Pese a que han crecido con el escaparate de las redes sociales, a enseñar, la exposición mediática a la que están sometidos es grande. Quizás para quienes siguen la estela brillante de sus progenitores sea algo más normalizado (los Roca, las Puigvert, los Arguiñano), pero aquellos que se abren su camino a menudo no piensan en cómo se gestiona esa presión por la exposición en una época tan mediatizada.
Aquellos que se abren su camino a menudo no piensan en cómo se gestiona esa presión por la exposición en una época tan mediatizada
“Nadie te enseña a sonreír sin ganas”, una frase que escuché a uno de estos cocineros y que no deja de retumbar en mi cabeza. No me puedo imaginar lo que tiene que ser tener que pasar por el aro de muchas cosas para que tu proyecto personal despegue.
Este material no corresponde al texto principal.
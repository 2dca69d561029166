//! Track executor: the per-track state machine.
//!
//! ```text
//! Parsed ──► DependenciesSatisfied ──► Resumed | Fresh ──► WorktreePrepared ──► TaskLoop ──► Completed
//!   ▲  │                                                          │                 │
//!   │  ▼                                                          ▼                 ▼
//!   WaitingOnDecision ───────────────────────────────────────────────────────────► Failed
//! ```
//!
//! Tasks run strictly in packet order. Each accepted task is checkpointed
//! before the next one starts, and a task that is never accepted halts the
//! track; later tasks are not skipped to.

mod executor;
mod state;
mod traits;
mod types;

pub use executor::{resume_index, TrackExecutor};
pub use state::{TrackMachine, TrackPhase, TrackTransition};
pub use traits::{RetryStrategyPlugin, TaskExecutor, Workspace};
pub use types::{
    ResumePolicy, TaskContext, TaskEvidence, TaskOutcome, TrackOptions, TrackReport, TrackStatus,
};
Escenarios, entrevistas, fotos... pasan a llenar los días —¿libres?— fuera del restaurante. No hay semana sin evento. Quizás sea este un buen momento para frenar un poco la maquinaria y deshacernos de algunos vicios.
Quizás sea el momento, también, de que haya un relevo en el modelo creado hasta ahora para comunicar y tejer lazos entre profesionales. Los congresos y encuentros en torno a la gastronomía están languideciendo. Hace unas semanas, la Academia de Gastronomía de Aragón me invitó a dar una charla sobre qué quieren ver los jóvenes en un congreso gastronómico. Me lo tomé en serio y pregunté a diferentes perfiles de entre 20 y 35 años qué les movería a ellos a acudir a estos espacios. No quise más que lanzarles esa pregunta por escrito para que me la devolvieran en forma de audio de whatsapp.
Isa Lorite (La Taberna de Miguel), Robert Ruiz (Lov Ferments), Borja Insa (Moonlight Experimental), Xune Andrade (Monte), Ana Botella (Noma), Adrián Alcaide (Dos foodies y medio y La Picaeta), Bruno Jordán y Juan Tolosana (Ansils). Resultó sorprendente ver cómo la gran mayoría coincidía en que echaban de menos una mayor interacción entre cocineros y otros participantes.
Son una generación que quiere ver otras cosas y que necesita hablar de temas más profundos de una manera más participativa. Hablar de gestión de personal, de pedidos, de reservas. Mesas redondas donde tratar temas tangibles del día a día del restaurante en las que compartir y reflexionar sobre los problemas que conlleva tener un negocio con otros compañeros, un espacio que sea más sumar y menos ego. Lo que Iñaki Martínez de Albéniz reclamaba en su libro El idiota gastronómico (Col&Col): pasar del egosistema al ecosistema.